Mereka telah masuk di studio rekaman. Sheren menggigit bibirnya dengan cemas saat melihat Julian Janson tengah sibuk dengan seperangkat komputer yang digunakan untuk merekam dan mengedit lagu. 'Semoga saja dia tidak bereaksi yang menunjukkan bahwa dia mengenalku!'
"Kakak gugup ya?" Reyna mengusap lembut tangan Sheren yang terasa dingin. Member termuda itu berusaha menenangkan member baru itu.
"Ah ya, sedikit. Aku takut melakukan kesalahan karena ini kali pertamaku masuk ke studio rekaman," jawab Sheren. 'Yah, aku harus memberikan alasan itu agar mereka tidak curiga,' lanjutnya dalam hati.
"Enggak apa-apa. Enggak usah takut, salah juga tidak apa-apa. Nanti bisa diulang lagi," timpal Lionil.
Sheren mengangguk. "Terima kasih Kak."
"Eh iya, mumpung ingat. Kamu bisa panggil kita semua tanpa sebutan Kakak walau kita lebih tua satu dan dua tahun darimu," kata Lucas.
Sheren terkejut. "Maaf?"
"Kami lebih tua dari kamu She, kecuali Shawn yang sebaya denganmu dan si kembar Reyna dan Reinarth yang lebih muda," jelas Milka. "Tapi, kamu tidak perlu memanggil kami dengan sebutan Kakak karena itu terkesan terlalu formal."

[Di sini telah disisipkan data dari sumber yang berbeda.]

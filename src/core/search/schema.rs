// src/core/search/schema.rs

use crate::core::SpinelDBError;
use anyhow::Result;
use ordered_float::OrderedFloat;
use std::collections::{HashMap, HashSet};
use strum_macros::{Display, EnumString};
#[derive(Debug, Clone, PartialEq, Eq, Hash, EnumString, Display)]
#[strum(serialize_all = "UPPERCASE")]
pub enum FieldType {
    Text,
    Tag,
    Numeric,
    Geo,
    Vector,
}

#[derive(Debug, Clone, PartialEq, Eq, Hash, Display)]
pub enum FieldOption {
    Sortable,
    NoIndex,
    Weight(OrderedFloat<f64>),
    WithSuffixTrie,
}

impl std::str::FromStr for FieldOption {
    type Err = ();

    fn from_str(s: &str) -> Result<Self, Self::Err> {
        match s.to_uppercase().as_str() {
            "SORTABLE" => Ok(FieldOption::Sortable),
            "NOINDEX" => Ok(FieldOption::NoIndex),
            "WEIGHT" => Err(()), // Special handling needed for Weight with value
            "WITHSUFFIXTRIE" => Ok(FieldOption::WithSuffixTrie),
            _ => Err(()),
        }
    }
}

#[derive(Debug, Clone)]
pub struct Field {
    pub name: String,
    pub field_type: FieldType,
    pub options: HashSet<FieldOption>,
}

#[derive(Debug, Clone, Default)]
pub struct Schema {
    pub fields: HashMap<String, Field>,
}

impl Schema {
    /// Parses the schema definition from `FT.CREATE` arguments.
    ///
    /// The arguments should be in the format:
    /// `SCHEMA {field_name} {type} [OPTIONS...] ...`
    pub fn from_args(args: &[String]) -> Result<Self, SpinelDBError> {
        if args.is_empty() {
            return Err(SpinelDBError::WrongArgumentCount(
                "FT.CREATE SCHEMA".to_string(),
            ));
        }

        let mut fields = HashMap::new();
        let mut i = 0;

        while i < args.len() {
            // Every field must have a name and a type.
            if i + 1 >= args.len() {
                return Err(SpinelDBError::SyntaxError);
            }

            let field_name = args[i].clone();
            let field_type_str = &args[i + 1];
            i += 2;

            let field_type = field_type_str
                .parse::<FieldType>()
                .map_err(|_| SpinelDBError::SyntaxError)?;

            let mut options = HashSet::new();
            while i < args.len() {
                let arg_upper = args[i].to_uppercase();
                if arg_upper == "WEIGHT" {
                    if i + 1 >= args.len() {
                        return Err(SpinelDBError::SyntaxError);
                    }
                    let weight_value = args[i + 1]
                        .parse::<f64>()
                        .map_err(|_| SpinelDBError::SyntaxError)?;
                    options.insert(FieldOption::Weight(OrderedFloat(weight_value)));
                    i += 2; // Skip both WEIGHT and its value
                } else if let Ok(option) = args[i].parse::<FieldOption>() {
                    options.insert(option);
                    i += 1;
                } else {
                    // This token is not an option, so it must be the start of the next field.
                    break;
                }
            }

            fields.insert(
                field_name.clone(),
                Field {
                    name: field_name,
                    field_type,
                    options,
                },
            );
        }

        if fields.is_empty() {
            return Err(SpinelDBError::WrongArgumentCount(
                "FT.CREATE SCHEMA".to_string(),
            ));
        }

        Ok(Schema { fields })
    }
}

"Dan Milka tidak mau mengakui bahwa dirinya sudah tua," celetuk Michaelo. Milka menatapnya kesal. Namun, dia enggan menanggapi candaan Michaelo karena dia tidak ingin menghabiskan tenaganya untuk berdebat dengan Michaelo. Rekaman hari ini akan berjalan sulit sepertinya.
"Baiklah anak-anak, sekarang saatnya rekaman. Lead dan main vocal mendapat giliran terakhir, seperti biasanya. Paham?" Julian yang sudah selesai memberikan instruksi pada para rekan kerjanya di studio itu kini menatap para member Golden Team. "Lionil, Lucas, Milka, kemudian bergilir terus sampai yang terakhir adalah Sheren."
Kemudian, proses rekaman dimulai. Sheren memperhatikan satu persatu teman-temannya yang memulai rekaman, dimulai dari Lionil. Dan telinga terlatih Sheren mendengar beberapa nada yang tidak tepat dari Lionil. Lionil telah selesai menyanyikan bagiannya. Julian kemudian berkata, "Ada saran?"
"Bagian intro Lionil kurang tinggi satu nada," jawab Sheren.
Lionil yang berada dalam ruang rekaman berkata, "Satu nada lebih tinggi? Tapi aku tidak bisa mencapainya!"
"Karena kamu kurang bisa mengontrol powermu. Lepaskan suaramu dan kontrol powermu."
Lionil mengangguk. Dia kemudian mencobanya. Satu kali percobaan tidak berhasil. "Keluarkan suaramu, tapi kamu harus mengontrol powermu dalam bernyanyi. Jangan terlalu ditahan," ucap Sheren. Julian tersenyum saat mendengar cara Sheren memberi instruksi pada Lionil. Cara itu persis dengan cara Starlet memberi instruksi. Namun, Starlet sudah memberitahu seluruh koleganya untuk tidak menggunakan kuasa mereka untuk mendebutkan Sheren, padahal mereka lebih dari mampu untuk itu. Jadi, satu-satunya hal yang bisa mereka lakukan adalah dengan menjadi produsernya hingga dia siap untuk memproduksi musiknya sendiri.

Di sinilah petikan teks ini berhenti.